В бытность свою во Франции, где он находился во время войны в качестве посланника Америки, доктор получал множество всевозможных предложений от прожектеров всех стран, — все они мечтали попасть в Америку, эту землю, текущую молоком и медом.[18]
Среди них нашелся человек, предложивший себя в короли. Свое предложение он изложил в письме, находящемся сейчас в руках господина Бомарше в Париже. Там говорилось, во-первых, что поскольку американцы сместили или изгнали[19]своего короля, они захотят теперь иметь другого. Во-вторых, что сам он норманн. В-третьих, что он отпрыск более древней фамилии, нежели герцоги Нормандские, и более благородной, ибо у него в роду не было незаконнорожденных. В-четвертых, что в Англии уже создан прецедент короля — выходца из Нормандии. Обосновывая таким образом свое предложение, он требовал, чтобы доктор препроводил это предложение в Америку. Поскольку доктор не сделал этого и ничего не ответил ему, наш прожектер написал второе письмо, в котором он, правда, не угрожал завоевать Америку, а всего лишь с большим достоинством намекал, что если его предложение не будет принято, то в знак признательности за его великодушие пусть ему выплатят около тридцати тысяч фунтов!Итак, поскольку любые аргументы, касающиеся престолонаследия, должны непременно содержать указание на некое его начало, доводы мистера Берка по этому вопросу показывают, что королей английского происхождения вообще не существует и что все они — потомки норманского рода и наследники по праву завоевания.
Поэтому для доктрины мистера Берка будет, возможно, полезно, если мы сделаем этот факт всеобщим достоянием и укажем, что в случае естественного угасания, которому подвержено все живое, можно будет снова заполучить королей из Нормандии, притом на более разумных условиях, чем Вильгельма Завоевателя; таким образом, в революцию 1688 года добрый английский народ мог бы найти гораздо лучший выход из положения, если бы столь же великодушный норманн, как этот, знал его нужды, а англичане его.
Ведь куда легче заключать сделки с людьми рыцарского склада, коими так восхищается мистер Берк, чем с этаким прижимистым голландцем[20]
Но вернемся к вопросу о конституции.Французская конституция гласит: все титулы отменяются, и стало быть, весь этот класс сомнительного происхождения, который в одних странах называют «аристократией», а в других дворянством, упраздняется, и пэр возводится в сан человека.
Титулы — это всего лишь клички, и всякая кличка есть титул.
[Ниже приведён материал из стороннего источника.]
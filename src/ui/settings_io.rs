use std::fs;
use std::path::PathBuf;

use log::warn;

use academic_survival::config::config_dir;

use crate::ui::settings::UiSettings;

fn settings_path() -> PathBuf {
    let path = config_dir();
    fs::create_dir_all(&path).ok();
    path.join("ui_settings.json")
}

pub fn load_settings() -> UiSettings {
    let path = settings_path();
    fs::read_to_string(path)
        .ok()
        .and_then(|s| serde_json::from_str(&s).ok())
        .unwrap_or_default()
}

pub fn save_settings(settings: &UiSettings) {
    let path = settings_path();
    match serde_json::to_string_pretty(settings) {
        Ok(json) => {
            if let Err(e) = fs::write(&path, json) {
                warn!("could not save {}: {}", path.display(), e);
            }
        }
        Err(e) => warn!("could not encode UI settings: {}", e),
    }
}
use serde::{Deserialize, Serialize};

#[derive(Debug, Clone, Copy, PartialEq, Eq, Hash, Serialize, Deserialize)]
#[serde(rename_all = "snake_case")]
pub enum Speaker {
    Player,
    Narrator,
}

impl Speaker {
    /// Key used for colour lookup in the UI settings.
    pub fn key(&self) -> &'static str {
        match self {
            Speaker::Player => "Player",
            Speaker::Narrator => "Narrator",
        }
    }
}

/// One transcript entry.
#[derive(Debug, Clone, PartialEq, Eq, Serialize, Deserialize)]
pub struct Message {
    pub speaker: Speaker,
    pub text: String,
}
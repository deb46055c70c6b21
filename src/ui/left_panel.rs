use eframe::egui;

use academic_survival::engine::protocol::EngineCommand;
use academic_survival::model::message::Speaker;

use super::app::MyApp;
use super::settings_io::save_settings;

pub fn draw_left_panel(ctx: &egui::Context, app: &mut MyApp) {
    egui::SidePanel::left("left")
        .resizable(false)
        .default_width(200.0)
        .show(ctx, |ui| {
            ui.heading("Control center");
            ui.separator();

            let can_restart = app.ui.session.is_started() && !app.ui.waiting;
            if ui
                .add_enabled(can_restart, egui::Button::new("Restart academic life"))
                .clicked()
            {
                app.ui.notice = None;
                app.send_command(EngineCommand::Reset);
            }

            ui.separator();

            ui.label("Model server");
            if ui
                .add_enabled(!app.ui.waiting, egui::Button::new("Test connection"))
                .clicked()
            {
                app.ui.connection_status = None;
                app.send_command(EngineCommand::TestConnection);
            }
            match &app.ui.connection_status {
                Some(Ok(msg)) => {
                    ui.colored_label(egui::Color32::LIGHT_GREEN, msg);
                }
                Some(Err(err)) => {
                    ui.colored_label(egui::Color32::LIGHT_RED, err);
                }
                None => {}
            }

            ui.separator();

            let mut changed = false;
            ui.label("UI Scale");
            changed |= ui
                .add(egui::Slider::new(&mut app.settings.ui_scale, 0.75..=2.0))
                .changed();

            ui.collapsing("Colours", |ui| {
                for speaker in [Speaker::Player, Speaker::Narrator] {
                    let mut color = app.settings.color(speaker);
                    ui.horizontal(|ui| {
                        if ui.color_edit_button_srgba(&mut color).changed() {
                            app.settings.set_color(speaker, color);
                            changed = true;
                        }
                        ui.label(speaker.key());
                    });
                }
            });

            if changed {
                save_settings(&app.settings);
            }
        });
}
Сами по себе они совершенно безвредны, но они свидетельствуют о том, что человеческой природе присуще унизительное для нее тщеславие. В больших делах они делают человека младенцем, а в маленьких — подобием женщины. Он, словно девушка, говорит о своей чудесной голубой ленте и, как ребенок, похваляется новой подвязкой. Некий древний автор говорит: «Когда я был ребенком, я и мыслил как ребенок, но став мужчиной, я отказался от ребяческих забав».
Собственно говоря, своим исчезновением безумство титулов обязано возвышенному духу Франции. Он перерос детские пеленки графов и герцогов и облачился в платье мужчины. Франция не уравняла, а возвысилась. Она принизила карлика, чтобы возвысить человека. Бессмысленные, жалкие слова вроде «герцога», «графа» или «эрла» утратили свою притягательную силу. Даже обладавшие ими отвергли эту галиматью и, выйдя из рахитичного возраста, выбросили погремушку.